The worst damage appeared to be in the Kurdish town of Sarpol-e-Zahab in the western Iranian province of Kermanshah, which sits in the Zagros Mountains that divide Iran and Iraq.
Residents fled into the streets as the quake struck, without time to grab their possessions, as apartment complexes collapsed into rubble. Outside walls of some complexes were sheared off by the quake, power and water lines were severed, and telephone service was disrupted.
Residents dug frantically through wrecked buildings for survivors. Firefighters from Tehran joined other rescuers in the desperate search, using dogs to inspect the rubble.
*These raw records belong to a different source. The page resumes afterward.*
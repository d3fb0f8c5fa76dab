// Shared helpers: LPC frame encoding and host-side feeding loops.

#![allow(dead_code)]

use std::cell::RefCell;
use std::rc::Rc;

use tms52xx::vsm::SerialBus;
use tms52xx::Tms5220;

/// SPEAK EXTERNAL command byte.
pub const SPEAK_EXTERNAL: u8 = 0x60;
/// SPEAK command byte.
pub const SPEAK: u8 = 0x50;
/// READ BYTE command byte.
pub const READ_BYTE: u8 = 0x10;
/// READ AND BRANCH command byte.
pub const READ_AND_BRANCH: u8 = 0x30;
/// LOAD ADDRESS command byte (nibble in the low bits).
pub const LOAD_ADDRESS: u8 = 0x40;

/// A voiced frame: energy, pitch, K1..K10 indices.
pub type Voiced = (u8, u8, [u8; 10]);

pub const VOICED_A: Voiced = (10, 30, [20, 12, 5, 9, 3, 11, 7, 2, 6, 1]);
pub const VOICED_B: Voiced = (6, 44, [28, 3, 14, 1, 12, 2, 15, 6, 0, 5]);

const K_BITS: [u8; 10] = [5, 5, 4, 4, 4, 4, 4, 3, 3, 3];

/// Packs frame fields in FIFO order: each field most significant bit first,
/// each byte filled from bit 0 up.
#[derive(Default)]
pub struct BitWriter {
    bytes: Vec<u8>,
    bits: usize,
}

impl BitWriter {
    pub fn new() -> Self {
        Self::default()
    }

    pub fn push(&mut self, value: u32, width: u8) -> &mut Self {
        for i in (0..width).rev() {
            if self.bits % 8 == 0 {
                self.bytes.push(0);
            }
            let bit = ((value >> i) & 1) as u8;
            let last = self.bytes.len() - 1;
            self.bytes[last] |= bit << (self.bits % 8);
            self.bits += 1;
        }
        self
    }

    pub fn silence(&mut self) -> &mut Self {
        self.push(0, 4)
    }

    pub fn stop(&mut self) -> &mut Self {
        self.push(0xf, 4)
    }

    pub fn repeat(&mut self, energy: u8, pitch: u8) -> &mut Self {
        self.push(energy.into(), 4).push(1, 1).push(pitch.into(), 6)
    }

    pub fn unvoiced(&mut self, energy: u8, k: [u8; 4]) -> &mut Self {
        self.push(energy.into(), 4).push(0, 1).push(0, 6);
        for (i, &index) in k.iter().enumerate() {
            self.push(index.into(), K_BITS[i]);
        }
        self
    }

    pub fn voiced(&mut self, frame: Voiced) -> &mut Self {
        let (energy, pitch, k) = frame;
        self.push(energy.into(), 4).push(0, 1).push(pitch.into(), 6);
        for (i, &index) in k.iter().enumerate() {
            self.push(index.into(), K_BITS[i]);
        }
        self
    }

    /// 2-bit rate field read ahead of each frame in variable rate mode.
    pub fn rate(&mut self, rate: u8) -> &mut Self {
        self.push(rate.into(), 2)
    }

    pub fn bits(&self) -> usize {
        self.bits
    }

    pub fn bytes(&self) -> Vec<u8> {
        self.bytes.clone()
    }
}

/// Process a single sample.
pub fn step(chip: &mut Tms5220) -> i16 {
    let mut sample = [0i16; 1];
    chip.process(&mut sample);
    sample[0]
}

/// Host loop for speak external: top up the FIFO whenever READY is active,
/// one sample at a time, until the utterance ends or `max_samples` pass.
///
/// `on_sample` sees the chip after every sample.
pub fn speak_external_with<F: FnMut(&mut Tms5220, usize)>(
    chip: &mut Tms5220,
    data: &[u8],
    max_samples: usize,
    mut on_sample: F,
) -> Vec<i16> {
    chip.write(SPEAK_EXTERNAL);
    let mut data = data.iter().copied();
    let mut exhausted = false;
    let mut spoke = false;
    let mut out = Vec::new();
    while out.len() < max_samples {
        while !exhausted && !chip.read_ready() {
            match data.next() {
                Some(byte) => chip.write(byte),
                None => exhausted = true,
            }
        }
        out.push(step(chip));
        on_sample(chip, out.len() - 1);
        let talking = chip.talk_state().talk_status();
        spoke |= talking;
        if spoke && !talking {
            break;
        }
    }
    out
}

pub fn speak_external(chip: &mut Tms5220, data: &[u8], max_samples: usize) -> Vec<i16> {
    speak_external_with(chip, data, max_samples, |_, _| {})
}

/// Run until TALK_STATUS drops or `max_samples` pass.
pub fn run_until_silent(chip: &mut Tms5220, max_samples: usize) -> Vec<i16> {
    let mut out = Vec::new();
    while out.len() < max_samples {
        out.push(step(chip));
        if !chip.talk_state().talk_status() {
            break;
        }
    }
    out
}

/// Write the five LOAD ADDRESS nibbles for `address`.
pub fn load_address(chip: &mut Tms5220, address: u32) {
    for i in 0..5 {
        chip.write(LOAD_ADDRESS | ((address >> (4 * i)) & 0xf) as u8);
    }
}

/// Serial bus line change.
#[derive(Clone, Copy, Debug, PartialEq, Eq)]
pub enum Line {
    M0(bool),
    M1(bool),
    Addr(u8),
    RomClk(bool),
}

/// Serially addressed speech ROM responding on the rising ROMCLK edge.
///
/// M1 alone loads an address nibble, M0 alone reads a bit. The first read
/// after an address load is the dummy read. Bits are shifted out least
/// significant first, so the image uses the same byte order as FIFO data.
pub struct SerialRom {
    data: Vec<u8>,
    m0: bool,
    m1: bool,
    addr: u8,
    clk: bool,
    address: u32,
    load_pointer: u32,
    bit: u32,
    loaded: bool,
    output: bool,
    pub log: Rc<RefCell<Vec<Line>>>,
}

impl SerialRom {
    pub fn new(data: Vec<u8>) -> Self {
        SerialRom {
            data,
            m0: false,
            m1: false,
            addr: 0,
            clk: false,
            address: 0,
            load_pointer: 0,
            bit: 0,
            loaded: false,
            output: false,
            log: Rc::new(RefCell::new(Vec::new())),
        }
    }

    fn rising_edge(&mut self) {
        match (self.m0, self.m1) {
            (false, true) => {
                if self.load_pointer == 0 {
                    self.address = 0;
                }
                self.address |= u32::from(self.addr) << self.load_pointer;
                self.load_pointer += 4;
                self.bit = 0;
                self.loaded = true;
            }
            (true, false) => {
                self.load_pointer = 0;
                if self.loaded {
                    self.loaded = false;
                    self.output = false;
                    return;
                }
                let byte = self.data.get(self.address as usize).copied().unwrap_or(0);
                self.output = (byte >> self.bit) & 1 != 0;
                self.bit += 1;
                if self.bit == 8 {
                    self.bit = 0;
                    self.address += 1;
                }
            }
            _ => {}
        }
    }
}

impl SerialBus for SerialRom {
    fn set_m0(&mut self, level: bool) {
        self.log.borrow_mut().push(Line::M0(level));
        self.m0 = level;
    }

    fn set_m1(&mut self, level: bool) {
        self.log.borrow_mut().push(Line::M1(level));
        self.m1 = level;
    }

    fn set_addr(&mut self, nibble: u8) {
        self.log.borrow_mut().push(Line::Addr(nibble));
        self.addr = nibble;
    }

    fn set_romclk(&mut self, level: bool) {
        self.log.borrow_mut().push(Line::RomClk(level));
        if level && !self.clk {
            self.rising_edge();
        }
        self.clk = level;
    }

    fn data(&mut self) -> bool {
        self.output
    }
}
The hospital in Sarpol-e-Zahab was heavily damaged, and the army set up field hospitals, although many of the injured were moved to other cities, including Tehran.
The quake also damaged an army garrison and buildings in the border city and killed an unspecified number of soldiers, according to reports.
Iran Supreme Leader Ayatollah Ali Khamenei immediately dispatched all government and military forces to aid those affected.
Many of the heavily damaged complexes in Sarpol-e-Zahab were part of construction projects under former President Mahmoud Ahmadinejad. The newly homeless slept outside in the cold, huddled around makeshift fires for warmth and wrapped in blankets.
The quake killed 407 people in Iran and injured 7,156 others, Iran’s crisis management headquarters spokesman Behnam Saeedi told state TV.
Most of the injuries were minor, he said, with fewer than 1,000 still hospitalized.
The semi-official Tasnim news agency reported 445 dead and 7,370 injured. There was no immediate explanation of the discrepancy, although double-counting of victims is common during such disasters in Iran.
The official death toll came from provincial forensic authorities based on death certificates issued. Some reports said authorities have warned that unauthorized burials without certification could mean the death toll was actually higher.
In Iraq, the earthquake killed at least seven people and injured 535 others, all in the country’s northern, semiautonomous Kurdish region, according to its Interior Ministry.
The disparity in the fatality figures immediately drew questions from Iranians.